> **DATASET RECORDS**:
___

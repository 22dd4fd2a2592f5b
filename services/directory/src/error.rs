//! Custom error types for the directory service

use axum::{
    Json,
    http::StatusCode,
    response::{IntoResponse, Response},
};
use common::error::StorageError;
use serde_json::json;
use thiserror::Error;

/// Authentication failure cases
///
/// Every case surfaces as the same 401 with a generic message so a caller
/// cannot distinguish unknown users from bad or expired tokens.
#[derive(Error, Debug, PartialEq, Eq)]
pub enum AuthError {
    /// No Authorization header, or one that is not a bearer token
    #[error("missing credentials")]
    MissingCredentials,

    /// Signature, structure, or expiry check failed
    #[error("invalid token")]
    InvalidToken,

    /// Token verified but its subject no longer exists in the store
    #[error("unknown subject")]
    UnknownSubject,

    /// Username/password pair did not match a stored user
    #[error("bad credentials")]
    BadCredentials,
}

/// Custom error type for the directory API
#[derive(Error, Debug)]
pub enum ApiError {
    /// Bad or missing input shape
    #[error("Validation error: {0}")]
    Validation(String),

    /// Authentication failure
    #[error("Unauthorized")]
    Auth(#[from] AuthError),

    /// Role or visibility check failed
    #[error("Forbidden: {0}")]
    Permission(String),

    /// Self-deletion, last-admin deletion, and similar state conflicts
    #[error("Conflict: {0}")]
    Conflict(String),

    /// Referenced entity absent
    #[error("{0} not found")]
    NotFound(String),

    /// Durable-store failure
    #[error("Storage error")]
    Storage(#[from] StorageError),

    /// Internal server error
    #[error("Internal server error")]
    Internal,
}

impl IntoResponse for ApiError {
    fn into_response(self) -> Response {
        if let ApiError::Storage(ref e) = self {
            tracing::error!("Storage failure: {}", e);
        }

        let (status, error_message) = match self {
            ApiError::Validation(msg) => (StatusCode::BAD_REQUEST, msg),
            ApiError::Auth(_) => (StatusCode::UNAUTHORIZED, "invalid credentials".to_string()),
            ApiError::Permission(msg) => (StatusCode::FORBIDDEN, msg),
            ApiError::Conflict(msg) => (StatusCode::FORBIDDEN, msg),
            ApiError::NotFound(what) => (StatusCode::NOT_FOUND, format!("{what} not found")),
            ApiError::Storage(_) => (
                StatusCode::INTERNAL_SERVER_ERROR,
                "Storage error".to_string(),
            ),
            ApiError::Internal => (
                StatusCode::INTERNAL_SERVER_ERROR,
                "Internal server error".to_string(),
            ),
        };

        let body = Json(json!({
            "error": error_message,
        }));

        (status, body).into_response()
    }
}

/// Type alias for API results
pub type ApiResult<T> = Result<T, ApiError>;
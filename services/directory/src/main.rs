use anyhow::Result;
use std::sync::Arc;
use tracing::{Level, info};
use tracing_subscriber::FmtSubscriber;

use common::kv::{RedisConfig, RedisPool};
use directory::routes;
use directory::state::{AppState, ServerConfig};
use directory::store::RedisRepository;
use directory::token::{TokenConfig, TokenService};

#[tokio::main]
async fn main() -> Result<()> {
    // Initialize logging
    let subscriber = FmtSubscriber::builder()
        .with_max_level(Level::INFO)
        .finish();

    tracing::subscriber::set_global_default(subscriber).expect("setting default subscriber failed");

    info!("Starting directory service");

    let server_config = ServerConfig::from_env()?;

    // Initialize the redis-backed document store
    let redis_config = RedisConfig::from_env()?;
    let redis_pool = RedisPool::new(&redis_config).await?;
    if redis_pool.health_check().await? {
        info!("Redis connection successful");
    } else {
        anyhow::bail!("Failed to connect to redis");
    }

    // The signing secret is process-wide configuration injected once here,
    // never runtime-mutable state
    let token_config = TokenConfig::from_env()?;
    let tokens = TokenService::new(&token_config);

    let app_state = AppState {
        repository: Arc::new(RedisRepository::new(redis_pool)),
        tokens,
        allow_anonymous: server_config.allow_anonymous,
    };

    let app = routes::create_router(app_state);

    let listener = tokio::net::TcpListener::bind(&server_config.bind_addr).await?;
    info!(
        "Directory service listening on {}",
        server_config.bind_addr
    );

    axum::serve(listener, app).await?;

    Ok(())
}
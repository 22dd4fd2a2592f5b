//! Directory service models

pub mod bookmark;
pub mod category;
pub mod document;
pub mod user;

// Re-export for convenience
pub use bookmark::{Bookmark, NewBookmark, UpdateBookmark};
pub use category::{Category, NewCategory, UpdateCategory};
pub use document::Document;
pub use user::{ANONYMOUS_USERNAME, EffectivePermissions, Permissions, Role, SafeUser, User};
//! Input validation utilities

use regex::Regex;
use std::sync::OnceLock;

/// Validate username
pub fn validate_username(username: &str) -> Result<(), String> {
    if username.is_empty() {
        return Err("Username is required".to_string());
    }

    if username.len() < 3 {
        return Err("Username must be at least 3 characters long".to_string());
    }

    if username.len() > 32 {
        return Err("Username must be at most 32 characters long".to_string());
    }

    static USERNAME_REGEX: OnceLock<Regex> = OnceLock::new();
    let regex = USERNAME_REGEX
        .get_or_init(|| Regex::new(r"^[a-zA-Z0-9_]+$").expect("Failed to compile username regex"));

    if !regex.is_match(username) {
        return Err("Username can only contain letters, numbers, and underscores".to_string());
    }

    Ok(())
}

/// Validate password
pub fn validate_password(password: &str) -> Result<(), String> {
    if password.is_empty() {
        return Err("Password is required".to_string());
    }

    if password.len() < 8 {
        return Err("Password must be at least 8 characters long".to_string());
    }

    if password.len() > 128 {
        return Err("Password must be at most 128 characters long".to_string());
    }

    Ok(())
}

/// Validate category name
pub fn validate_category_name(name: &str) -> Result<(), String> {
    if name.trim().is_empty() {
        return Err("Category name is required".to_string());
    }

    Ok(())
}

/// Validate bookmark name and URL
pub fn validate_bookmark(name: &str, url: &str) -> Result<(), String> {
    if name.trim().is_empty() {
        return Err("Bookmark name is required".to_string());
    }

    if url.trim().is_empty() {
        return Err("Bookmark URL is required".to_string());
    }

    Ok(())
}
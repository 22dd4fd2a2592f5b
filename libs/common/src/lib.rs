//! Common library for the Shelfmark bookmark directory
//!
//! This crate provides the infrastructure shared by the Shelfmark services:
//! redis key-value access for the single-document store and the storage
//! error types used across the workspace.

pub mod error;
pub mod kv;
//! Application state shared across handlers

use anyhow::Result;
use std::sync::Arc;

use crate::store::DocumentRepository;
use crate::token::TokenService;

/// Server configuration
#[derive(Debug, Clone)]
pub struct ServerConfig {
    /// Bind address for the HTTP listener
    pub bind_addr: String,
    /// Whether unauthenticated callers get the public view
    pub allow_anonymous: bool,
}

impl ServerConfig {
    /// Create a new ServerConfig from environment variables
    ///
    /// # Environment Variables
    /// - `SHELFMARK_BIND`: listen address (default: "0.0.0.0:3000")
    /// - `SHELFMARK_ALLOW_ANONYMOUS`: anonymous browsing toggle (default: true)
    pub fn from_env() -> Result<Self> {
        let bind_addr =
            std::env::var("SHELFMARK_BIND").unwrap_or_else(|_| "0.0.0.0:3000".to_string());
        let allow_anonymous = std::env::var("SHELFMARK_ALLOW_ANONYMOUS")
            .unwrap_or_else(|_| "true".to_string())
            .parse()
            .unwrap_or(true);

        Ok(ServerConfig {
            bind_addr,
            allow_anonymous,
        })
    }
}

/// Application state shared across handlers
#[derive(Clone)]
pub struct AppState {
    pub repository: Arc<dyn DocumentRepository>,
    pub tokens: TokenService,
    pub allow_anonymous: bool,
}
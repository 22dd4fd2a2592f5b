//! Document store
//!
//! The whole directory lives in one JSON aggregate under a single redis
//! key. Every save first snapshots the previous value into a timestamped
//! backup slot, then overwrites the canonical value and prunes the backup
//! slots down to the most recent [`BACKUP_RETENTION`]. Backup writes are
//! best-effort: backup loss is recoverable, data loss is not, so a failed
//! snapshot only logs a warning and never blocks the save.
//!
//! There is no locking or version token on the aggregate: concurrent
//! writers race and the last save wins.

use async_trait::async_trait;
use chrono::Utc;
use common::error::{StorageError, StorageResult};
use common::kv::RedisPool;
use std::collections::BTreeMap;
use std::sync::Mutex;
use tracing::warn;
use uuid::Uuid;

use crate::models::{ANONYMOUS_USERNAME, Category, Document, Permissions, Role, User};
use crate::password;

/// Redis key holding the canonical aggregate
pub const DOCUMENT_KEY: &str = "shelfmark:document";

/// Prefix of the timestamped backup slots
pub const BACKUP_KEY_PREFIX: &str = "shelfmark:backup:";

/// Number of backup slots kept after pruning
pub const BACKUP_RETENTION: usize = 30;

/// Username of the administrator created on first run
pub const INITIAL_ADMIN_USERNAME: &str = "admin";

/// Storage access seam for the aggregate document
///
/// `load` seeds a fresh document when the stored value is absent or
/// structurally incomplete; the seeded value is only persisted by an
/// explicit `save`.
#[async_trait]
pub trait DocumentRepository: Send + Sync {
    async fn load(&self) -> StorageResult<Document>;
    async fn save(&self, doc: &Document) -> StorageResult<()>;
}

/// Build the first-run document: one administrator with a random one-time
/// password, the reserved anonymous account, and one category visible to
/// both.
pub fn seed_document() -> Document {
    let admin_password = password::generate_password(20);
    warn!(
        "Seeding empty store; one-time password for '{}': {}",
        INITIAL_ADMIN_USERNAME, admin_password
    );

    let salt = password::generate_salt();
    let hash = password::hash_password(&admin_password, &salt);

    let root_category = Category {
        id: Uuid::new_v4().to_string(),
        name: "General".to_string(),
        parent_id: None,
        sort_order: None,
    };
    let visible: std::collections::BTreeSet<String> =
        std::iter::once(root_category.id.clone()).collect();

    let admin = User {
        username: INITIAL_ADMIN_USERNAME.to_string(),
        password_hash: Some(hash),
        salt: Some(salt),
        roles: std::iter::once(Role::Admin).collect(),
        permissions: Permissions {
            visible_categories: visible.clone(),
        },
    };
    let public = User {
        username: ANONYMOUS_USERNAME.to_string(),
        password_hash: None,
        salt: None,
        roles: std::iter::once(Role::Viewer).collect(),
        permissions: Permissions {
            visible_categories: visible,
        },
    };

    let mut users = BTreeMap::new();
    users.insert(admin.username.clone(), admin);
    users.insert(public.username.clone(), public);

    Document {
        users,
        categories: vec![root_category],
        bookmarks: vec![],
    }
}

/// Decode a stored value, rejecting structurally incomplete documents
fn decode_document(raw: &str) -> Option<Document> {
    match serde_json::from_str::<Document>(raw) {
        Ok(doc) if !doc.users.is_empty() => Some(doc),
        _ => None,
    }
}

/// Production repository backed by redis
pub struct RedisRepository {
    pool: RedisPool,
}

impl RedisRepository {
    pub fn new(pool: RedisPool) -> Self {
        Self { pool }
    }

    async fn prune_backups(&self) -> StorageResult<()> {
        let mut keys = self.pool.keys(&format!("{BACKUP_KEY_PREFIX}*")).await?;
        // Millisecond timestamps are equal-width, so lexicographic order
        // is chronological.
        keys.sort();

        if keys.len() > BACKUP_RETENTION {
            let excess = keys.len() - BACKUP_RETENTION;
            for key in keys.iter().take(excess) {
                self.pool.delete(key).await?;
            }
        }
        Ok(())
    }
}

#[async_trait]
impl DocumentRepository for RedisRepository {
    async fn load(&self) -> StorageResult<Document> {
        match self.pool.get(DOCUMENT_KEY).await? {
            Some(raw) => match decode_document(&raw) {
                Some(doc) => Ok(doc),
                None => {
                    warn!("Stored document is structurally incomplete, reseeding");
                    Ok(seed_document())
                }
            },
            None => Ok(seed_document()),
        }
    }

    async fn save(&self, doc: &Document) -> StorageResult<()> {
        let encoded =
            serde_json::to_string(doc).map_err(|e| StorageError::Encoding(e.to_string()))?;

        match self.pool.get(DOCUMENT_KEY).await {
            Ok(Some(previous)) => {
                let backup_key =
                    format!("{BACKUP_KEY_PREFIX}{}", Utc::now().timestamp_millis());
                if let Err(e) = self.pool.set(&backup_key, &previous).await {
                    warn!("Backup snapshot failed, continuing with save: {}", e);
                }
            }
            Ok(None) => {}
            Err(e) => warn!("Could not read previous document for backup: {}", e),
        }

        self.pool.set(DOCUMENT_KEY, &encoded).await?;

        if let Err(e) = self.prune_backups().await {
            warn!("Backup pruning failed: {}", e);
        }
        Ok(())
    }
}

#[derive(Default)]
struct MemoryState {
    document: Option<String>,
    backups: BTreeMap<u64, String>,
    clock: u64,
}

/// In-memory repository with the same seeding and backup semantics as the
/// redis one, used by tests
#[derive(Default)]
pub struct MemoryRepository {
    inner: Mutex<MemoryState>,
}

impl MemoryRepository {
    pub fn new() -> Self {
        Self::default()
    }

    /// Raw canonical value, if any has been persisted
    pub fn raw_document(&self) -> Option<String> {
        self.inner
            .lock()
            .expect("memory repository lock poisoned")
            .document
            .clone()
    }

    /// Number of backup slots currently held
    pub fn backup_count(&self) -> usize {
        self.inner
            .lock()
            .expect("memory repository lock poisoned")
            .backups
            .len()
    }
}

#[async_trait]
impl DocumentRepository for MemoryRepository {
    async fn load(&self) -> StorageResult<Document> {
        let inner = self.inner.lock().expect("memory repository lock poisoned");
        match inner.document.as_deref().and_then(decode_document) {
            Some(doc) => Ok(doc),
            None => Ok(seed_document()),
        }
    }

    async fn save(&self, doc: &Document) -> StorageResult<()> {
        let encoded =
            serde_json::to_string(doc).map_err(|e| StorageError::Encoding(e.to_string()))?;

        let mut inner = self.inner.lock().expect("memory repository lock poisoned");
        if let Some(previous) = inner.document.take() {
            let stamp = inner.clock;
            inner.clock += 1;
            inner.backups.insert(stamp, previous);
        }
        inner.document = Some(encoded);

        while inner.backups.len() > BACKUP_RETENTION {
            let oldest = *inner
                .backups
                .keys()
                .next()
                .expect("non-empty backup map has a first key");
            inner.backups.remove(&oldest);
        }
        Ok(())
    }
}

#[cfg(test)]
mod tests {
    use super::*;

    #[test]
    fn seeded_document_satisfies_bootstrap_invariants() {
        let doc = seed_document();

        let admin = doc.users.get(INITIAL_ADMIN_USERNAME).unwrap();
        assert!(admin.is_admin());
        assert!(admin.password_hash.is_some());
        assert!(admin.salt.is_some());

        let public = doc.users.get(ANONYMOUS_USERNAME).unwrap();
        assert!(!public.is_admin());
        assert!(public.password_hash.is_none());
        assert!(public.salt.is_none());

        // The minimal category set is visible to the anonymous account
        assert_eq!(doc.categories.len(), 1);
        assert!(
            public
                .permissions
                .visible_categories
                .contains(&doc.categories[0].id)
        );
    }

    #[tokio::test]
    async fn load_seeds_without_persisting() {
        let repo = MemoryRepository::new();

        let doc = repo.load().await.unwrap();
        assert!(doc.users.contains_key(INITIAL_ADMIN_USERNAME));
        assert!(repo.raw_document().is_none());
    }

    #[tokio::test]
    async fn save_then_load_roundtrips() {
        let repo = MemoryRepository::new();

        let mut doc = repo.load().await.unwrap();
        doc.categories[0].name = "Renamed".to_string();
        repo.save(&doc).await.unwrap();

        let reloaded = repo.load().await.unwrap();
        assert_eq!(reloaded.categories[0].name, "Renamed");
        assert!(
            reloaded.users.contains_key(INITIAL_ADMIN_USERNAME),
            "persisted users survive reload"
        );
    }

    #[tokio::test]
    async fn structurally_incomplete_value_is_reseeded() {
        let repo = MemoryRepository::new();
        repo.inner.lock().unwrap().document = Some(r#"{"categories":[]}"#.to_string());

        let doc = repo.load().await.unwrap();
        assert!(doc.users.contains_key(INITIAL_ADMIN_USERNAME));
    }

    #[tokio::test]
    async fn stored_value_missing_collection_keys_is_kept() {
        let repo = MemoryRepository::new();
        // A populated users map is what marks the value live; absent
        // collection keys decode as empty rather than triggering a reseed,
        // which would wipe the accounts.
        repo.inner.lock().unwrap().document = Some(
            r#"{"users":{"admin":{"username":"admin","roles":["admin"],"permissions":{"visible_categories":[]}}}}"#
                .to_string(),
        );

        let doc = repo.load().await.unwrap();
        assert!(doc.users.contains_key("admin"));
        assert!(!doc.users.contains_key(ANONYMOUS_USERNAME));
        assert!(doc.categories.is_empty());
        assert!(doc.bookmarks.is_empty());
    }

    #[tokio::test]
    async fn backups_are_pruned_to_retention() {
        let repo = MemoryRepository::new();
        let doc = repo.load().await.unwrap();

        for _ in 0..(BACKUP_RETENTION + 10) {
            repo.save(&doc).await.unwrap();
        }

        assert_eq!(repo.backup_count(), BACKUP_RETENTION);
    }

    #[tokio::test]
    async fn first_save_creates_no_backup() {
        let repo = MemoryRepository::new();
        let doc = repo.load().await.unwrap();

        repo.save(&doc).await.unwrap();
        assert_eq!(repo.backup_count(), 0);

        repo.save(&doc).await.unwrap();
        assert_eq!(repo.backup_count(), 1);
    }
}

___

> **ACTION ITEM**: Reproduce the entries exactly, but only from their first line to the line holding "Authentication failure cases", with that last line kept.

> **ANSWER SECTION**:
repository 22dd4fd2a2592f5b
filename services/directory/src/error.rs
//! Custom error types for the directory service

use axum::{
    Json,
    http::StatusCode,
    response::{IntoResponse, Response},
};
use common::error::StorageError;
use serde_json::json;
use thiserror::Error;

/// Authentication failure cases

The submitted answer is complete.